As far as the phone goes, for not tech savvy people I would say go with a Iphone they are dead simple to setup use and sync with a computer. I personally use a android but root it and install custom software on as they are easier to customize. Any of the more popular phones out right now you can get durable cases for I like otter box's or caterpillar just released a new phone not to long ago. They make others as well but I think the cat b15 is the latest.

If you go the prepaid route you can buy the phone new from a vendor of your choosing or buy a used one from many online sellers. I would avoid craigslist as many stolen phones show up on it and unless test and activate it first you may get burned as its imei number could be blacklisted. But many of the online used phone sale companies guarantee them to be not stolen and in good working order. 

That was a lot longer then I intended and sorry for the rambling, it is just my feeling that too many people pay far to much for a service that should be getting cheaper not more expensive.

Reactions: Like 1


----------



## hardtwist (Oct 15, 2013)

We had to leave Sprint when we moved here in Tn as there was no cellular coverage available at the house (were located wayyyy out in the sticks)

Went with Verizon prepaid with no contract. For $50 bucks per month, we get unlimited text, talk and web.... No free phone but the one we use is a very basic unsmart phone that cost about $20.

Reactions: Like 1


----------



## Mr. Bill (Nov 20, 2013)

Mike,

I wanted to second the idea of going with Straighttalk. Even though I liked the coverage that I got with Verizon, I was tired of paying their hefty monthly bill. A neighbor told me about Straighttalk and that he only had to pay $45 a month for unlimited* phone, text and internet service. I looked into it and I liked what I saw. 
I bought the Samsung Proclaim for several reasons. One being that it used the Verizon towers and two because it was described as a "beginner's Smart Phone". Currently ST is offering a free Samung Proclaim with each new activation.

*not truely unlimited. Supposedly it is capped at 2.5 GBs per montt

Reactions: Like 1


----------



## Mike Jones (Nov 20, 2013)

For rough use check out the casio g Z one commando

Reactions: Like 2


----------



## ripjack13 (Nov 20, 2013)

Mike Jones said:


> For rough use check out the casio g Z one commando



I have been using the casio line since they came out. (verizon) I have an old commando sitting around in my nightstand.
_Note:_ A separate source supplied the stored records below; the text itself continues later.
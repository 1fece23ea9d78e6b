//! `crosscheck check` — validate a description file.

use std::path::Path;

use anyhow::{Context, Result};
use crosscheck_platform::Platform;

/// Load `file` and report success or the first problem found.
pub fn run(file: &Path) -> Result<()> {
    let mut platform = Platform::default();
    platform
        .load_from_file(file)
        .with_context(|| format!("checking {}", file.display()))?;
    println!(
        "{}: ok ({}-bit int, {}-byte pointer)",
        file.display(),
        platform.int_bit,
        platform.sizeof_pointer
    );
    Ok(())
}
//! C and C++ language standard editions.
//!
//! Limit-macro generation only needs to know which edition a translation
//! unit is compiled as; in particular `long long` limits exist from C99 and
//! C++11 on.

use std::fmt;

/// C standard editions, oldest first.
#[derive(Debug, Clone, Copy, PartialEq, Eq, PartialOrd, Ord, Hash)]
pub enum CStd {
    C89,
    C99,
    C11,
    C17,
    C23,
}

impl CStd {
    /// The most recent supported edition.
    pub fn latest() -> Self {
        CStd::C23
    }

    /// The flag-style label, e.g. `"c99"`.
    pub fn as_str(self) -> &'static str {
        match self {
            CStd::C89 => "c89",
            CStd::C99 => "c99",
            CStd::C11 => "c11",
            CStd::C17 => "c17",
            CStd::C23 => "c23",
        }
    }

    /// Inverse of [`as_str`][Self::as_str].
    pub fn from_name(name: &str) -> Option<Self> {
        match name {
            "c89" => Some(CStd::C89),
            "c99" => Some(CStd::C99),
            "c11" => Some(CStd::C11),
            "c17" => Some(CStd::C17),
            "c23" => Some(CStd::C23),
            _ => None,
        }
    }
}

impl fmt::Display for CStd {
    fn fmt(&self, f: &mut fmt::Formatter<'_>) -> fmt::Result {
        f.write_str(self.as_str())
    }
}

/// C++ standard editions, oldest first.
#[derive(Debug, Clone, Copy, PartialEq, Eq, PartialOrd, Ord, Hash)]
pub enum CppStd {
    Cpp03,
    Cpp11,
    Cpp14,
    Cpp17,
    Cpp20,
    Cpp23,
    Cpp26,
}

impl CppStd {
    /// The most recent supported edition.
    pub fn latest() -> Self {
        CppStd::Cpp26
    }

    /// The flag-style label, e.g. `"c++11"`.
    pub fn as_str(self) -> &'static str {
        match self {
            CppStd::Cpp03 => "c++03",
            CppStd::Cpp11 => "c++11",
            CppStd::Cpp14 => "c++14",
            CppStd::Cpp17 => "c++17",
            CppStd::Cpp20 => "c++20",
            CppStd::Cpp23 => "c++23",
            CppStd::Cpp26 => "c++26",
        }
    }

    /// Inverse of [`as_str`][Self::as_str].
    pub fn from_name(name: &str) -> Option<Self> {
        match name {
            "c++03" => Some(CppStd::Cpp03),
            "c++11" => Some(CppStd::Cpp11),
            "c++14" => Some(CppStd::Cpp14),
            "c++17" => Some(CppStd::Cpp17),
            "c++20" => Some(CppStd::Cpp20),
            "c++23" => Some(CppStd::Cpp23),
            "c++26" => Some(CppStd::Cpp26),
            _ => None,
        }
    }
}

impl fmt::Display for CppStd {
    fn fmt(&self, f: &mut fmt::Formatter<'_>) -> fmt::Result {
        f.write_str(self.as_str())
    }
}

/// The language and edition a translation unit is compiled as.
#[derive(Debug, Clone, Copy, PartialEq, Eq, Hash)]
pub enum Standard {
    C(CStd),
    Cpp(CppStd),
}

impl Standard {
    /// Parse either a C or a C++ edition label.
    pub fn from_name(name: &str) -> Option<Self> {
        if let Some(c) = CStd::from_name(name) {
            return Some(Standard::C(c));
        }
        CppStd::from_name(name).map(Standard::Cpp)
    }

    /// The flag-style label of the edition.
    pub fn as_str(self) -> &'static str {
        match self {
            Standard::C(c) => c.as_str(),
            Standard::Cpp(cpp) => cpp.as_str(),
        }
    }

    /// Whether `long long` and its limit macros exist in this edition.
    pub fn has_long_long(self) -> bool {
        match self {
            Standard::C(c) => c >= CStd::C99,
            Standard::Cpp(cpp) => cpp >= CppStd::Cpp11,
        }
    }
}

impl Default for Standard {
    fn default() -> Self {
        Standard::C(CStd::latest())
    }
}

impl fmt::Display for Standard {
    fn fmt(&self, f: &mut fmt::Formatter<'_>) -> fmt::Result {
        f.write_str(self.as_str())
    }
}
I use it at night before I go to bed on the wifi while my new commando is chargin up. I would love to drop verizon but at&t and sprint service around here is very poor.


----------



## manbuckwal (Nov 20, 2013)

Wow ! Lots of good info here !!! But the question is , What is the most important thing you want out of a phone for you and your missus ? 
I love my iPhone and never plan on owning any other phone . Bestbuy is currently offering a 16GB AT&T iPhone 4S for 49.99 with a two year contract.

Reactions: Like 1


----------



## Mr. Bill (Nov 21, 2013)

Manbuckwal: I don't know which iPhone that you own but let's assume that you like it, it is unlocked and you want to keep it. You can buy a sim card from ST for $6.99 and either a $30 or $45 service card, all plus tax, and you will shortly be up and running on either your choice of T-Mobile or AT&T. All of this is without a contract. In the long run it is the less expensive than an "inexpensive" phone and a two year contract.

Reactions: Like 1


----------



## Mike1950 (Nov 21, 2013)

I think after considerable research we are going with tmobile- seems straighttalk has no roaming which with our location is needed.
She will get a smart phone- me I am resisted anything but the stupid ones but I am losing ground in that battle fast. After that we can add a phone for 10 bucks and maybe the grandson will get my old one.

Reactions: Like 1


----------



## manbuckwal (Nov 21, 2013)

Mr. Bill said:


> Manbuckwal: I don't know which iPhone that you own but let's assume that you like it, it is unlocked and you want to keep it. You can buy a sim card from ST for $6.99 and either a $30 or $45 service card, all plus tax, and you will shortly be up and running on either your choice of T-Mobile or AT&T. All of this is without a contract. In the long run it is the less expensive than an "inexpensive" phone and a two year contract.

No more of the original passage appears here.